Mon attention inquiète
s’apaise ensuite sur une pensée sensée : un principe
moral très intelligent, utile dans la pratique, du karma. Il
s’agit de ce que pour une âme indoue religieuse la souffrance ne
signifie jamais et ne peut pas signifier une
souffrance injuste et non méritée, qui fait donc cent fois
mal : selon la croyance dans la réincarnation le mérite est toujours récompensé, et le crime
est toujours châtié,
seulement pas forcément dans le cadre de la même vie. Si donc
quelqu’un par pure méchanceté m’assomme et
s’enfuit, je peux tranquillement poursuivre mon chemin, étant
assuré qu’enfin nous sommes quittes : très
probablement, dans une vie précédente, c’est moi qui
l’ai assommé, et l’affaire est réglée.
C’est une religion très
intelligente, voyez-vous.
Elle me plaît beaucoup.
Il est tout à fait évident
que pour un homme pourvu d’une âme ce n’est pas la souffrance
en soi qui est insupportable. Nous ressentons comme destructrice,
révoltante, désespérante, uniquement la souffrance qui
n’a pas été précédée par une faute que
nous aurions commise ou une action considérée comme un crime.

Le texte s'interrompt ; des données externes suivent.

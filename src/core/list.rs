use crate::models::AttendanceRecord;
use crate::ui::messages::{header, info};
use crate::utils::colors::{RESET, YELLOW};
use crate::utils::date::weekday_short;
use crate::utils::formatting::truncate;
use crate::utils::table::Table;

/// Image references can be long paths; keep the table readable.
const IMAGE_MAX: usize = 40;

pub struct ListLogic;

impl ListLogic {
    /// Render `records` as a table, in the order they were recorded.
    pub fn render(records: &[AttendanceRecord]) -> String {
        let mut table = Table::with_headers(&["#", "StudentID", "Name", "Date", "Day", "Time", "Image"]);

        for (i, r) in records.iter().enumerate() {
            table.add_row(vec![
                (i + 1).to_string(),
                placeholder(&r.student_id),
                r.name.clone(),
                r.date_str(),
                weekday_short(r.date),
                r.time.clone(),
                placeholder(&truncate(&r.image_ref, IMAGE_MAX)),
            ]);
        }

        table.render()
    }

    pub fn print(title: &str, records: &[AttendanceRecord]) {
        if records.is_empty() {
            info(format!("No attendance records for {}.", title));
            return;
        }

        header(format!("Attendance: {}", title));

        for line in Self::render(records).lines() {
            println!("{}", line.trim_end());
        }

        let missing_ids = records.iter().filter(|r| r.student_id.is_empty()).count();
        println!();
        println!("Records: {}", records.len());
        if missing_ids > 0 {
            println!("{YELLOW}Without StudentID: {missing_ids}{RESET}");
        }
    }
}

fn placeholder(value: &str) -> String {
    if value.trim().is_empty() {
        "--".to_string()
    } else {
        value.to_string()
    }
}

#[cfg(test)]
mod tests {
    use super::*;
    use chrono::NaiveDate;

    #[test]
    fn keeps_insertion_order() {
        let d = NaiveDate::from_ymd_opt(2024, 5, 1).unwrap();
        let rows = vec![
            AttendanceRecord::new("S2", "Bob", d, "09:10:00", ""),
            AttendanceRecord::new("S1", "Alice", d, "09:00:00", "img1"),
        ];

        let out = ListLogic::render(&rows);
        let lines: Vec<&str> = out.lines().collect();
        assert!(lines[2].contains("Bob"));
        assert!(lines[3].contains("Alice"));
        assert!(lines[2].contains("Wed"));
        assert!(lines[2].trim_end().ends_with("--"));
    }
}
use crate::cli::parser::Commands;
use crate::config::Config;
use crate::core::rekey::RekeyLogic;
use crate::core::{open_journal, open_ledger};
use crate::errors::AppResult;
use crate::utils::path::expand_tilde;

pub fn handle(cmd: &Commands, cfg: &Config) -> AppResult<()> {
    if let Commands::Rekey { map } = cmd {
        let ledger = open_ledger(cfg)?;
        let journal = open_journal(cfg);
        RekeyLogic::run(&ledger, journal.as_ref(), &expand_tilde(map))?;
    }
    Ok(())
}
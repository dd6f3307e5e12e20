use crate::export::ExportFormat;
use crate::models::AttendanceStatus;
use clap::{Parser, Subcommand};

/// Command-line interface definition for rAttendance
/// CLI application to mark daily attendance in a CSV ledger
#[derive(Parser)]
#[command(
    name = "rattendance",
    version = env!("CARGO_PKG_VERSION"),
    about = "A simple attendance CLI: mark students once per day, report on the ledger and mail absence notices",
    long_about = None
)]
pub struct Cli {
    /// Override ledger path (useful for tests or a second class)
    #[arg(global = true, long = "ledger")]
    pub ledger: Option<String>,

    /// Run in test mode (no config file update)
    #[arg(global = true, long = "test", hide = true)]
    pub test: bool,

    #[command(subcommand)]
    pub command: Commands,
}

#[derive(Subcommand)]
pub enum Commands {
    /// Initialize the configuration, the ledger and the journal
    Init,

    /// Manage the configuration file (view or edit)
    Config {
        #[arg(long = "print", help = "Print the current configuration")]
        print_config: bool,

        #[arg(long = "check", help = "Check configuration file for missing fields")]
        check: bool,

        #[arg(long = "migrate", help = "Run configuration file migrations if needed")]
        migrate: bool,

        #[arg(
            long = "edit",
            help = "Edit the configuration file (default editor: $EDITOR, or nano/notepad)"
        )]
        edit_config: bool,

        #[arg(
            long = "editor",
            help = "Specify the editor to use (vim, nano, or custom path)"
        )]
        editor: Option<String>,
    },

    /// Print the internal journal
    Log {
        #[arg(long = "print", help = "Print rows from the journal")]
        print: bool,
    },

    /// Mark a student present (once per day)
    Mark {
        /// Student identifier
        student_id: String,

        /// Display name
        name: String,

        #[arg(long, help = "Attendance date (YYYY-MM-DD, default today)")]
        date: Option<String>,

        #[arg(long, help = "Time of day (HH:MM[:SS], default now)")]
        time: Option<String>,

        #[arg(
            long,
            value_name = "REF",
            conflicts_with = "photo",
            help = "Image reference stored as-is"
        )]
        image: Option<String>,

        #[arg(
            long,
            value_name = "FILE",
            help = "Photo file copied into the images directory"
        )]
        photo: Option<String>,
    },

    /// List attendance records
    List {
        #[arg(long, short, help = "Show a single date (YYYY-MM-DD)")]
        date: Option<String>,

        #[arg(long, short, help = "Filter by year/month/day or a custom range")]
        period: Option<String>,

        #[arg(long = "today", help = "Show only today's records")]
        now: bool,
    },

    /// Records per day, in date order
    Stats,

    /// Send attendance notices by email
    Notify {
        #[arg(long, value_name = "ADDR", requires_all = ["name", "status"], conflicts_with = "roster")]
        to: Option<String>,

        #[arg(long, help = "Student name used in the greeting")]
        name: Option<String>,

        #[arg(long, value_enum)]
        status: Option<AttendanceStatus>,

        #[arg(
            long,
            value_name = "FILE",
            help = "Roster CSV (StudentID, Name, Email): mail everyone absent on --date"
        )]
        roster: Option<String>,

        #[arg(long, requires = "roster", help = "Date checked with --roster (default today)")]
        date: Option<String>,
    },

    /// Create a backup copy of the ledger
    Backup {
        #[arg(long, value_name = "FILE")]
        file: String,

        #[arg(long)]
        compress: bool,

        #[arg(long, short = 'f')]
        force: bool,
    },

    /// Export attendance records
    Export {
        #[arg(long, value_enum, default_value = "csv")]
        format: ExportFormat,

        #[arg(long, value_name = "FILE")]
        file: String,

        #[arg(
            long,
            value_name = "RANGE",
            help = "Filter export by year/month/day or a custom range"
        )]
        range: Option<String>,

        #[arg(long, short = 'f')]
        force: bool,
    },

    /// Fill missing student ids from a name mapping (legacy ledgers)
    Rekey {
        #[arg(long = "map", value_name = "FILE", help = "CSV with Name and StudentID columns")]
        map: String,
    },

    /// Check the ledger layout and report duplicate keys
    Check,
}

L’homme (il y a des exemples) compte tenu des circonstances, peut se
sentir très confortablement empalé ou broyé dans une roue,
à condition de soulager par là sa conscience. En revanche, le
souvenir d’une piqûre d’aiguille peut nous torturer pendant
toute une vie, si elle était imméritée.
Il m’est arrivé
fréquemment de me passer de déjeuner pour cause
d’indigestion ou à la suite d’une affaire ratée. Mais
je n’oublierai jamais jusqu’à ma mort un déjeuner
manqué à l’âge de treize ans :
c’était du coquelet pané et un millefeuille au pavot, mes
plats préférés. On m’a privé de
déjeuner, notre cuisinière m’a accusé auprès
de mon père, je lui aurais dit ceci et cela. Je n’avais rien dit
de tel, mais mon père l’a cru. C’est alors que pour la
première fois ma confiance en l’infaillibilité paternelle a
été ébranlée, et d’ailleurs elle ne
s’est jamais reconstruite – et cette blessure reste à jamais
inguérissable.
Mais comme ça,
peut-être… si je pouvais croire le karma… peut-être que
ça me ferait moins mal…
Car il y a bien quelque chose dans ces
ondes, retours, récompenses et châtiments… Pas plus tard que
ce matin j’ai feuilleté le beau livre paru en allemand de Monsieur
Pál Ligeti (Der Weg aus dem Chaos[1]) – les dimensions d’un
Spengler hongrois optimiste y apparaissent en contours gigantesques quand il
jongle avec les siècles, en démontrant qu’une
misérable vie, ce n’est rien : juste un ajout et une justification
pour
Je le rouvre au hasard.
« L’avenir appartient
à l’homme situé au milieu qui attache
synthétiquement à soi la couche inférieure et la couche
supérieure de la société… »
Hum…
En un mot… pas l’ouvrier et pas
le capitaliste… mais…
Mais le bourgeois.
Nous, bourgeois.
Pas Ligeti et moi, Paulo et moi.
Mais alors tout va bien.
On parvient à redresser la
situation, si on est de mauvaise humeur toute la journée et on ne sait
pas pourquoi.
Toute la journée, ou toute la vie.
L’un consciemment et directement,
l’autre avec un petit détour, sur le Zeppelin de
l’Idéal.
Ligeti est persuadé que du
schéma gigantesque, monumental, sur lequel nous pouvons bâtir
l’édifice d’une Cognition globale, universelle et exacte,
logiquement c’est l’ordre des choses qui fait apparaître que
dans un avenir proche c’est justement cette classe sociale, cette
espèce d’homme, ce "public" qui reprend le rôle du
guide glorieux auxquels par hasard lui-même appartient.
Quant à moi j’ai compris
pourquoi cette lecture nocturne m’a plu, pourquoi m’a
rassuré l’une des thèses fondamentales de la sagesse indoue
trois fois millénaire, quoique je n’aie jamais aimé les
explications mystiques.
Ce matin j’ai encore reçu ce
rappel du tribunal. Frais d’avocat compris mon dû a presque doublé.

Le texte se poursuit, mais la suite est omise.